It’s any author’s prerogative to time situations to maximize drama, to have events happen in a convenient way, to maximize the impact of a work of fiction. If there is too much of that with events happening all-too-convenient, we talk about a “deus ex machina.” The authors of “The Star League” (SL from now on) were trying hard to avoid that and to have a string of logical-seeming events follow like pearls on a chain. But when you look too close, it all comes apart...

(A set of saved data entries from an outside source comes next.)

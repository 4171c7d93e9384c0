use std::{collections::HashSet, fmt};

use serde_derive::Deserialize;

/// Shape of the messaging address owning every stored record:
/// `<country_code><digits>@<domain_suffix>`.
#[derive(Debug, Clone, PartialEq, Eq, Deserialize)]
#[serde(default)]
pub struct IdentityFormat {
    pub country_code: String,
    pub domain_suffix: String,
}

impl Default for IdentityFormat {
    fn default() -> Self {
        Self {
            country_code: "55".to_string(),
            domain_suffix: "s.whatsapp.net".to_string(),
        }
    }
}

/// Canonical messaging address of a user. Only produced by
/// `IdentityNormalizer`, so the shape is always valid.
#[derive(Debug, Clone, PartialEq, Eq, Hash)]
pub struct CanonicalAddress(pub(crate) String);

impl CanonicalAddress {
    pub fn as_str(&self) -> &str {
        &self.0
    }
}

impl fmt::Display for CanonicalAddress {
    fn fmt(&self, f: &mut fmt::Formatter<'_>) -> fmt::Result {
        f.write_str(&self.0)
    }
}

/// Every textual form an owner key may have been stored under. Used for
/// read-side matching only.
#[derive(Debug, Clone, Default, PartialEq, Eq)]
pub struct MatchKeySet {
    keys: Vec<String>,
}

impl MatchKeySet {
    /// Keeps the first occurrence of each key, and drops empty ones.
    pub fn from_candidates<I>(candidates: I) -> Self
    where
        I: IntoIterator<Item = String>,
    {
        let mut seen = HashSet::new();
        let keys = candidates
            .into_iter()
            .filter(|k| !k.is_empty())
            .filter(|k| seen.insert(k.clone()))
            .collect();
        Self { keys }
    }

    pub fn contains(&self, key: &str) -> bool {
        self.keys.iter().any(|k| k == key)
    }

    pub fn is_empty(&self) -> bool {
        self.keys.is_empty()
    }

    pub fn len(&self) -> usize {
        self.keys.len()
    }

    pub fn iter(&self) -> impl Iterator<Item = &str> {
        self.keys.iter().map(String::as_str)
    }
}

#[derive(Debug, Clone, PartialEq, Eq)]
pub struct ResolvedIdentity {
    pub canonical: CanonicalAddress,
    pub match_keys: MatchKeySet,
}
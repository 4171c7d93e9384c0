use crate::entities::{IdentityFormat, MatchKeySet};

use super::{identity_normalizer::IdentityNormalizer, utils::digits_only};

/// Owner keys were written inconsistently by older clients and by the
/// upstream bot (raw input, bare digits, with and without the country code or
/// suffix). Reads match all of them; writes only ever use the canonical form.
pub struct SearchTermExpander<'a> {
    format: &'a IdentityFormat,
}

impl<'a> SearchTermExpander<'a> {
    pub fn new(format: &'a IdentityFormat) -> Self {
        Self { format }
    }

    pub fn expand(&self, raw: &str) -> MatchKeySet {
        let normalizer = IdentityNormalizer::new(self.format);
        let raw = raw.trim();
        let digits = digits_only(normalizer.strip_suffix(raw));

        let mut candidates = vec![raw.to_string()];
        if !digits.is_empty() {
            let local = digits
                .strip_prefix(self.format.country_code.as_str())
                .unwrap_or(digits.as_str());
            candidates.push(digits.clone());
            candidates.push(format!("{}{}", self.format.country_code, local));
            candidates.push(format!("{}@{}", digits, self.format.domain_suffix));
        }
        if let Ok(canonical) = normalizer.normalize(raw) {
            candidates.push(canonical.to_string());
        }
        MatchKeySet::from_candidates(candidates)
    }
}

Setting and world design can often become subservient to requirements of the plot. As I said, SL tries hard to avoid that, but it doesn’t quite accomplish it. The events I will focus on are the Periphery Uprising and the Amaris Coup (also names of chapter headings). These are part of the climax and are supposed to explain the downfall of the marvelous Star League itself.
What is needed?
The SL was the most advanced golden age of mankind, but the standard setting of BT in the 80s was an era of technological decline and petty scuffles. The challenge for the authors was to explain not only the rise of such a realm but describe its fall in a way that the downward spiral seems inevitable.
The original realm at the heart of human-occupied space, the Terran Hegemony, had to vanish through the course of events because the map of 3025 existed long before the map of 2781. For this to happen it was not enough to let a line of royal succession end, a whole realm had to collapse. Also, the end of the SL had already been blamed vaguely on treachery and so the story of that treachery had to be set up.
Furthermore, the fall from glory was a great opportunity for memorable drama, the end of a golden age, after all, and the preclude for centuries of war. 
There was only one problem: the SLDF.
The Star League Defense Forces were not only the most advanced but also basically the biggest fighting force in the BT history, led by brilliant General Kerensky. You cannot set that up and then hand-wave your way out of that setup. But the authors kind of did.
The basic plot points of the Periphery Uprising
The Periphery realms are exploited by the Inner Sphere lords and businesses for their own gain, resentment builds.
The ruler of the SL dies, orphaning his son. General Kerensky is named Protector of the Realm and the young lord his ward, but circumstances pretty much prevent the general from executing any of these duties.
Stefan Amaris, the leader of the Rim Worlds, conspires with other Periphery governments to ultimately achieve independence.
He befriends the future lord of the SL, a lonely minor and orphan. He proceeds to manipulate the young lord and gain influence over him.
A tense stand-off between the SLDF and Periphery rebels develops, including terrorism against the SLDF.
Suddenly 50 full mech divisions of fighting force appear that have been secretly built up and end up destroying almost as many divisions of SLDF forces scattered throughout the periphery. (There’s roughly 100 divisions of the SLDF in the periphery according to the book.) Where they cannot defeat the SLDF directly they drop prohibited nuclear bombs and move on.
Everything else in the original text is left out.